[Records supplied]

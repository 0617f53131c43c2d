//! Integer values watched in node memory.
//!
//! A watch covers 1, 2 or 4 bytes at a fixed address. After every write
//! into that range the simulator hands the watch the current bytes; the
//! watch rebuilds the unsigned little-endian value and records it as one
//! sample. Watches of any other width are inert.

use crate::byteio::unsigned_le;
use crate::stats::{OnlineStats, StatsReport};

/// Accumulates statistics over an integer stored in memory.
#[derive(Debug, Clone)]
pub struct IntegerWatch {
    name: String,
    base: u32,
    size: usize,
    echo: bool,
    stats: OnlineStats,
}

impl IntegerWatch {
    /// Watch `size` bytes at `base`.
    ///
    /// With `echo` set, every sample should also be printed as it happens.
    pub fn new(name: impl Into<String>, base: u32, size: usize, echo: bool) -> Self {
        Self {
            name: name.into(),
            base,
            size,
            echo,
            stats: OnlineStats::new(),
        }
    }

    pub fn name(&self) -> &str {
        &self.name
    }

    pub fn base(&self) -> u32 {
        self.base
    }

    pub fn size(&self) -> usize {
        self.size
    }

    pub fn echo(&self) -> bool {
        self.echo
    }

    /// Handle a write to the watched range.
    ///
    /// `memory` starts at the watched address; only the first `size`
    /// bytes are used.
    ///
    /// # Returns
    /// The reconstructed value, or `None` when the width is unsupported or
    /// too few bytes were supplied (nothing is recorded then).
    pub fn on_write(&mut self, memory: &[u8]) -> Option<u32> {
        let value = memory.get(..self.size).and_then(unsigned_le)?;
        self.stats.record(i64::from(value));
        Some(value)
    }

    /// Line printed for an echoed sample.
    pub fn echo_line(&self, prefix: &str, value: u32) -> String {
        format!("{} {} {}", prefix, self.name, value)
    }

    pub fn stats(&self) -> &OnlineStats {
        &self.stats
    }

    pub fn report(&self) -> StatsReport {
        self.stats.report()
    }
}
//! From sealed frame to decoded packet.
//!
//! Decoding runs in three steps, all pure:
//! 1. Strip the preamble (`frame::PreambleFilter`)
//! 2. Parse the outer envelope (`envelope::Envelope::decode`)
//! 3. Optionally recognise a tree routing message
//!    (`tree_routing::SubProtocolDecoder`)
//!
//! The raw frame length travels with the result because the reporter needs
//! it to recognise acknowledgements, which the envelope alone cannot show.

use crate::channel::Direction;
use crate::envelope::Envelope;
use crate::frame::{Frame, PreambleFilter, ACK_FRAME_LEN};
use crate::protocol::ProtocolTable;
use crate::tree_routing::{SubProtocolDecoder, SubProtocolRecord};
use tracing::warn;

/// Everything known about one sealed frame after decoding.
#[derive(Debug, Clone, PartialEq, Eq)]
pub struct DecodedPacket {
    /// Sequence index of the source frame
    pub seq: u64,

    pub direction: Direction,

    /// Unfiltered byte count of the source frame
    pub raw_len: usize,

    /// Bytes dropped by the collection cap
    pub truncated: usize,

    pub envelope: Envelope,
    pub record: SubProtocolRecord,
}

impl DecodedPacket {
    /// True for a bare 3-byte acknowledgement.
    pub fn is_ack(&self) -> bool {
        self.raw_len == ACK_FRAME_LEN
    }
}

/// Decodes sealed frames into packets.
#[derive(Debug, Clone, Copy)]
pub struct PacketDecoder {
    filter: PreambleFilter,
    sub_protocol: SubProtocolDecoder,
    decode_tree_packets: bool,
}

impl Default for PacketDecoder {
    fn default() -> Self {
        Self::new(PreambleFilter::default(), ProtocolTable::default(), true)
    }
}

impl PacketDecoder {
    pub fn new(filter: PreambleFilter, table: ProtocolTable, decode_tree_packets: bool) -> Self {
        Self {
            filter,
            sub_protocol: SubProtocolDecoder::new(table),
            decode_tree_packets,
        }
    }

    /// Decode a frame, consuming it.
    pub fn decode(&self, frame: Frame) -> DecodedPacket {
        let filtered = self.filter.apply(frame.raw_bytes());
        let truncated = filtered.truncated + frame.dropped_bytes();
        if truncated > 0 {
            warn!(
                seq = frame.seq(),
                dropped = truncated,
                "frame exceeded collection cap, truncating"
            );
        }

        let envelope = Envelope::decode(&filtered.bytes);
        let record = if self.decode_tree_packets {
            self.sub_protocol.decode(&envelope)
        } else {
            SubProtocolRecord::NotApplicable
        };

        DecodedPacket {
            seq: frame.seq(),
            direction: frame.direction(),
            raw_len: frame.raw_len(),
            truncated,
            envelope,
            record,
        }
    }
}

#[cfg(test)]
mod tests {
    use super::*;

    fn frame(bytes: &[u8]) -> Frame {
        Frame::new(7, Direction::Transmit, bytes.to_vec())
    }

    fn on_air(envelope: &[u8]) -> Vec<u8> {
        let mut bytes = vec![0x00, 0xAA, 0xAA, 0x33, 0xCC, 0x7E];
        bytes.extend_from_slice(envelope);
        bytes
    }

    #[test]
    fn test_beacon_frame() {
        let raw = on_air(&[0x8D, 0x8D, 0x21, 0x00, 0x22, 0x00, 0x21, 0x06, 5, 0, 16, 0, 2, 3]);
        let packet = PacketDecoder::default().decode(frame(&raw));

        assert_eq!(packet.seq, 7);
        assert_eq!(packet.raw_len, raw.len());
        assert!(packet.envelope.valid);
        assert_eq!(
            packet.record,
            SubProtocolRecord::Beacon {
                seqno: 5,
                parent: 16,
                hopcount: 2,
                est_entries: 3
            }
        );
    }

    #[test]
    fn test_tree_decoding_disabled() {
        let raw = on_air(&[0x8D, 0x8D, 0, 0, 0, 0, 0x21, 0x06, 5, 0, 16, 0, 2, 3]);
        let decoder =
            PacketDecoder::new(PreambleFilter::default(), ProtocolTable::default(), false);
        let packet = decoder.decode(frame(&raw));

        assert!(packet.envelope.valid);
        assert_eq!(packet.record, SubProtocolRecord::NotApplicable);
    }

    #[test]
    fn test_ack_frame() {
        let packet = PacketDecoder::default().decode(frame(&[0x00, 0xAA, 0x01]));
        assert!(packet.is_ack());
        assert!(!packet.envelope.valid);
    }

    #[test]
    fn test_oversized_frame_truncated() {
        let mut envelope = vec![1, 2, 0, 0, 0, 0, 3, 0xFF];
        envelope.extend(std::iter::repeat(0x11).take(400));
        let packet = PacketDecoder::default().decode(frame(&on_air(&envelope)));

        assert!(packet.truncated > 0);
        // 8 + 255 does not fit in 256 collected bytes
        assert!(!packet.envelope.valid);
    }

    #[test]
    fn test_unstored_bytes_count_as_truncated() {
        let mut envelope = vec![1, 2, 0, 0, 0, 0, 3, 4];
        envelope.extend(std::iter::repeat(0x11).take(600));
        let raw = on_air(&envelope);
        let stored = raw.len();
        let packet = PacketDecoder::default().decode(frame(&raw).with_dropped(100));

        // 256 of the stored payload bytes fit, the rest plus 100 unstored are lost
        assert_eq!(packet.raw_len, stored + 100);
        assert_eq!(packet.truncated, (stored - 6) - 256 + 100);
        assert!(packet.envelope.valid);
    }
}
//! Frame reassembly from a byte-serial channel.
//!
//! The channel delivers one event per byte and nothing marks where a packet
//! ends. The reassembler therefore uses timing: every byte (re)arms a
//! boundary timer `INTER_PACKET_TIME` ticks ahead, cancelling the previous
//! one. When a timer is allowed to fire, the channel has been idle for two
//! byte times and the bytes collected so far form one frame.
//!
//! # Design
//!
//! - **Single open frame**: bytes append to the in-progress frame, which is
//!   created lazily by the first byte after a boundary
//! - **Exact cancellation**: only the most recently armed token can seal a
//!   frame; a stale token that surfaces anyway is ignored
//! - **Bounded storage**: at most `RAW_FRAME_LIMIT` bytes are kept per
//!   frame; later bytes of an unbroken run are only counted
//! - **Sealed means immutable**: a sealed `Frame` is moved out and never
//!   touched again
//!
//! # Thread Safety
//!
//! This structure is NOT thread-safe. Each node owns one reassembler and
//! drives it from a single timeline.

use crate::channel::{ChannelEvent, ChannelTiming, Direction};
use crate::clock::{BoundaryTimer, TimerToken};
use crate::frame::{Frame, RAW_FRAME_LIMIT};
use tracing::{debug, trace};

/// Groups channel bytes into frames using an idle-gap timeout.
#[derive(Debug)]
pub struct FrameReassembler {
    /// Idle gap that closes a frame
    inter_packet_time: u64,

    /// Bytes of the in-progress frame (empty when no frame is open)
    current: Vec<u8>,

    /// Bytes of the in-progress frame past `RAW_FRAME_LIMIT`
    dropped: usize,

    /// Direction of the most recent byte
    direction: Direction,

    /// The only timer allowed to seal the current frame
    armed: Option<TimerToken>,

    /// Sequence index given to the next sealed frame
    next_seq: u64,

    // Statistics
    bytes_seen: u64,
    stale_timeouts: u64,
}

impl FrameReassembler {
    /// Create a reassembler for a channel with the given timing.
    pub fn new(timing: ChannelTiming) -> Self {
        Self {
            inter_packet_time: timing.inter_packet_time(),
            current: Vec::new(),
            dropped: 0,
            direction: Direction::Receive,
            armed: None,
            next_seq: 0,
            bytes_seen: 0,
            stale_timeouts: 0,
        }
    }

    /// Append a byte to the open frame and push the boundary out.
    ///
    /// The frame adopts the direction of this byte; if the channel flips
    /// mid-frame, the last direction wins.
    pub fn on_byte<T: BoundaryTimer>(&mut self, event: &ChannelEvent, timer: &mut T) {
        if let Some(previous) = self.armed.take() {
            timer.cancel(previous);
        }

        if self.current.len() < RAW_FRAME_LIMIT {
            self.current.push(event.byte_value);
        } else {
            self.dropped += 1;
        }
        self.direction = event.direction;
        self.bytes_seen += 1;

        self.armed = Some(timer.insert(self.inter_packet_time));
    }

    /// Handle a boundary timer that came due.
    ///
    /// # Returns
    /// - `Some(frame)` if `token` is the armed timer and a frame was open
    /// - `None` for a stale or foreign token
    pub fn on_boundary_timeout(&mut self, token: TimerToken) -> Option<Frame> {
        if self.armed != Some(token) {
            trace!(?token, "ignoring stale boundary timer");
            self.stale_timeouts += 1;
            return None;
        }
        self.armed = None;
        self.seal()
    }

    /// Seal whatever is open at end of stream.
    ///
    /// Cancels the pending boundary timer so it cannot fire later.
    pub fn finish<T: BoundaryTimer>(&mut self, timer: &mut T) -> Option<Frame> {
        if let Some(token) = self.armed.take() {
            timer.cancel(token);
        }
        self.seal()
    }

    fn seal(&mut self) -> Option<Frame> {
        if self.current.is_empty() {
            return None;
        }

        let bytes = std::mem::take(&mut self.current);
        let dropped = std::mem::take(&mut self.dropped);
        let seq = self.next_seq;
        self.next_seq += 1;

        debug!(
            seq,
            direction = %self.direction,
            raw_len = bytes.len() + dropped,
            "frame sealed"
        );
        Some(Frame::new(seq, self.direction, bytes).with_dropped(dropped))
    }

    /// Idle gap, in ticks, that closes a frame.
    pub fn inter_packet_time(&self) -> u64 {
        self.inter_packet_time
    }

    /// Check if a frame is currently being collected.
    pub fn has_open_frame(&self) -> bool {
        !self.current.is_empty()
    }

    /// Get statistics about reassembly so far.
    pub fn stats(&self) -> ReassemblerStats {
        ReassemblerStats {
            bytes_seen: self.bytes_seen,
            frames_sealed: self.next_seq,
            open_frame_len: self.current.len() + self.dropped,
            stale_timeouts: self.stale_timeouts,
        }
    }
}

/// Statistics about reassembler state.
#[derive(Debug, Clone, Copy, PartialEq, Eq)]
pub struct ReassemblerStats {
    /// Bytes appended since creation
    pub bytes_seen: u64,

    /// Frames handed downstream
    pub frames_sealed: u64,

    /// Bytes in the frame currently being collected
    pub open_frame_len: usize,

    /// Timer firings that did not belong to the open frame
    pub stale_timeouts: u64,
}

[/Records supplied]

**Exercise directions:**
Which lines of the data above contain the string "Handle"? Copy each of them.

**Written answer:**
    /// Handle a write to the watched range.
    /// Handle a boundary timer that came due.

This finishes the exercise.